LPA-producing enzyme PA-PLA1α regulates hair follicle development by modulating EGFR signalling

Recent genetic studies of human hair disorders have suggested a critical role of lysophosphatidic acid (LPA) signalling in hair follicle development, mediated by an LPA-producing enzyme, phosphatidic acid-selective phospholipase A(1)alpha (PA-PLA(1)alpha, also known as LIPH), and a recently identified LPA receptor, P2Y5 (also known as LPA(6)). However, the underlying molecular mechanism is unknown. Here, we show that epidermal growth factor receptor (EGFR) signalling underlies LPA-induced hair follicle development.
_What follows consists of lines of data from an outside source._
use std::{
    error::Error,
    io::{self, BufWriter},
    path::Path,
};

use crate::{
    app::*,
    library::{ffmpeg_ops::FfmpegDecoder, run_batch, BatchReport, FileSet, OutputPlan, VideoJob},
};

pub fn run_app() -> i32 {
    //Parse arguments and bail early if there is an error.
    let cfg = match arg_parse::parse_args() {
        Ok(cfg) => {
            configure_logs(cfg.output_cfg.verbosity);
            cfg
        }
        Err(fatal) => {
            //Errors are reported using TermLogger, which is configured from the argument parser.
            //But if a fatal error occurred during parsing the logger would not be configured when
            //we attempt to print the fatal error. So if a fatal error occurs, start the logger
            //before returning the error.
            configure_logs(ReportVerbosity::Verbose);
            print_fatal_err(&fatal, ReportVerbosity::Verbose);
            return 1;
        }
    };

    match run_app_inner(&cfg) {
        Ok((report, nonfatal_errs)) => {
            print_nonfatal_errs(&nonfatal_errs);
            print_report(&report, &cfg.output_cfg);
            0
        }
        Err(fatal_error) => {
            print_fatal_err(&fatal_error, cfg.output_cfg.verbosity);
            1
        }
    }
}

fn run_app_inner(cfg: &AppCfg) -> Result<(BatchReport, Vec<AppError>), AppError> {
    let (jobs, nonfatal_errs) = plan_batch(cfg)?;

    //Check that ffmpeg and ffprobe exist on the command line, and bail if not.
    //Otherwise every video would fail with the same "cannot spawn ffmpeg" error.
    if !ffmpeg_cmdline_utils::ffmpeg_and_ffprobe_are_callable() {
        return Err(AppError::FfmpegNotFound);
    }

    let report = run_batch(&jobs, &cfg.filter_cfg, &FfmpegDecoder, cfg.workers)?;

    Ok((report, nonfatal_errs))
}

//Everything that must succeed before any video is touched: discovery, job
//planning and preparing the output root.
fn plan_batch(cfg: &AppCfg) -> Result<(Vec<VideoJob>, Vec<AppError>), AppError> {
    let dir_cfg = &cfg.dir_cfg;

    let file_set = FileSet::new(&dir_cfg.input_path, dir_cfg.recursive, dir_cfg.limit);
    let (video_paths, search_errs) = file_set.enumerate_from_fs()?;
    let nonfatal_errs = search_errs.into_iter().map(AppError::from).collect::<Vec<_>>();

    if video_paths.is_empty() {
        return Err(AppError::NoVideosFound(dir_cfg.input_path.clone()));
    }

    let plan = OutputPlan::new(
        &dir_cfg.input_path,
        file_set.source_is_dir(),
        dir_cfg.output_path.as_deref(),
    );

    if !cfg.filter_cfg.dry_run() {
        prepare_output_root(&plan.root)?;
    }

    let jobs = plan.plan_jobs(video_paths);
    info!(
        target: "batch",
        "Found {} videos at {}, writing frames under {}",
        jobs.len(),
        dir_cfg.input_path.display(),
        plan.root.display()
    );

    let filter_cfg = &cfg.filter_cfg;
    debug!(
        target: "batch",
        "Every {} frames, sharpness >= {}, similarity < {}, rotated {} degrees{}",
        filter_cfg.frame_interval(),
        filter_cfg.sharpness_threshold(),
        filter_cfg.duplicate_threshold(),
        filter_cfg.rotation().degrees(),
        if filter_cfg.dry_run() { ", dry run" } else { "" }
    );

    Ok((jobs, nonfatal_errs))
}

fn prepare_output_root(root: &Path) -> Result<(), AppError> {
    let not_writable = |e| AppError::OutputNotWritable(root.to_path_buf(), e);

    std::fs::create_dir_all(root).map_err(not_writable)?;

    //an empty root means "the current directory".
    let metadata_path = if root.as_os_str().is_empty() { Path::new(".") } else { root };
    let metadata = std::fs::metadata(metadata_path).map_err(not_writable)?;
    if metadata.permissions().readonly() {
        return Err(not_writable(io::Error::new(
            io::ErrorKind::PermissionDenied,
            "directory is read-only",
        )));
    }

    Ok(())
}

fn print_fatal_err(fatal_err: &AppError, verbosity: ReportVerbosity) {
    error!(target: "app-errorlog", "{}", fatal_err);

    if verbosity == ReportVerbosity::Verbose {
        let mut source: Option<&(dyn Error + 'static)> = fatal_err.source();
        while let Some(e) = source {
            error!(target: "app-errorlog", "    caused by: {}", e);
            source = e.source();
        }
    }
}

fn print_nonfatal_errs(nonfatal_errs: &[AppError]) {
    for err in nonfatal_errs {
        warn!("{}", err);
    }
}

fn print_report(report: &BatchReport, output_cfg: &OutputCfg) {
    let summary = &report.summary;

    info!(
        target: "batch",
        "Videos: {} attempted, {} succeeded, {} failed",
        summary.videos_attempted,
        summary.videos_succeeded,
        summary.videos_failed
    );
    info!(
        target: "batch",
        "Frames: {} scanned, {} accepted, {} rejected as blurry, {} rejected as duplicates",
        summary.frames_scanned,
        summary.frames_accepted,
        summary.frames_rejected_blur,
        summary.frames_rejected_duplicate
    );

    if summary.videos_failed > 0 {
        let decode_failures = report.failures().filter(|(_, e)| e.is_decode_error()).count();
        let write_failures = report.failures().filter(|(_, e)| e.is_write_error()).count();
        warn!(
            target: "batch",
            "{} videos failed ({} unreadable, {} could not be written, {} other)",
            summary.videos_failed,
            decode_failures,
            write_failures,
            summary.videos_failed as usize - decode_failures - write_failures
        );
    }

    for (job, failure) in report.failures() {
        warn!(target: "batch", "Failed: {}: {}", job.src_path().display(), failure);
    }

    if output_cfg.json_output {
        let stdout = BufWriter::new(std::io::stdout());
        serde_json::to_writer_pretty(stdout, report).unwrap_or_default();
        println!();
    }
}

pub fn configure_logs(verbosity: ReportVerbosity) {
    use simplelog::*;

    let mut cfg = simplelog::ConfigBuilder::new();
    cfg.set_target_level(LevelFilter::Off);
    cfg.set_thread_level(LevelFilter::Off);

    let min_loglevel = match verbosity {
        ReportVerbosity::Quiet => LevelFilter::Warn,
        ReportVerbosity::Default => LevelFilter::Info,
        ReportVerbosity::Verbose => LevelFilter::Trace,
    };

    //timestamps only when verbose.
    if verbosity == ReportVerbosity::Verbose {
        cfg.set_time_level(LevelFilter::Trace);
    } else {
        cfg.set_time_level(LevelFilter::Off);
    }

    //Carry on without logs rather than refuse to run.
    if let Err(e) = TermLogger::init(min_loglevel, cfg.build(), TerminalMode::Stderr, ColorChoice::Auto) {
        eprintln!("Failed to initialize logging: {}", e);
    }
}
PA-PLA(1)alpha-deficient mice generated in this study exhibited wavy hairs due to the aberrant formation of the inner root sheath (IRS) in hair follicles, which resembled mutant mice defective in tumour necrosis factor a converting enzyme (TACE), transforming growth factor alpha (TGF alpha) and EGFR. PA-PLA(1)alpha was co-localized with TACE, TGF alpha and tyrosine-phosphorylated EGFR in the IRS. In PA-PLA(1)alpha-deficient hair follicles, cleaved TGF alpha and tyrosine-phosphorylated EGFR, as well as LPA, were significantly reduced. LPA, P2Y5 agonists and recombinant PA-PLA(1)alpha enzyme induced P2Y5- and TACE-mediated ectodomain shedding of TGF alpha through G12/13 pathway and consequent EGFR transactivation in vitro. These data demonstrate that a PA-PLA(1)alpha-LPA-P2Y5 axis regulates differentiation and maturation of hair follicles via a TACE-TGF alpha-EGFR pathway, thus underscoring the physiological importance of LPA-induced EGFR transactivation.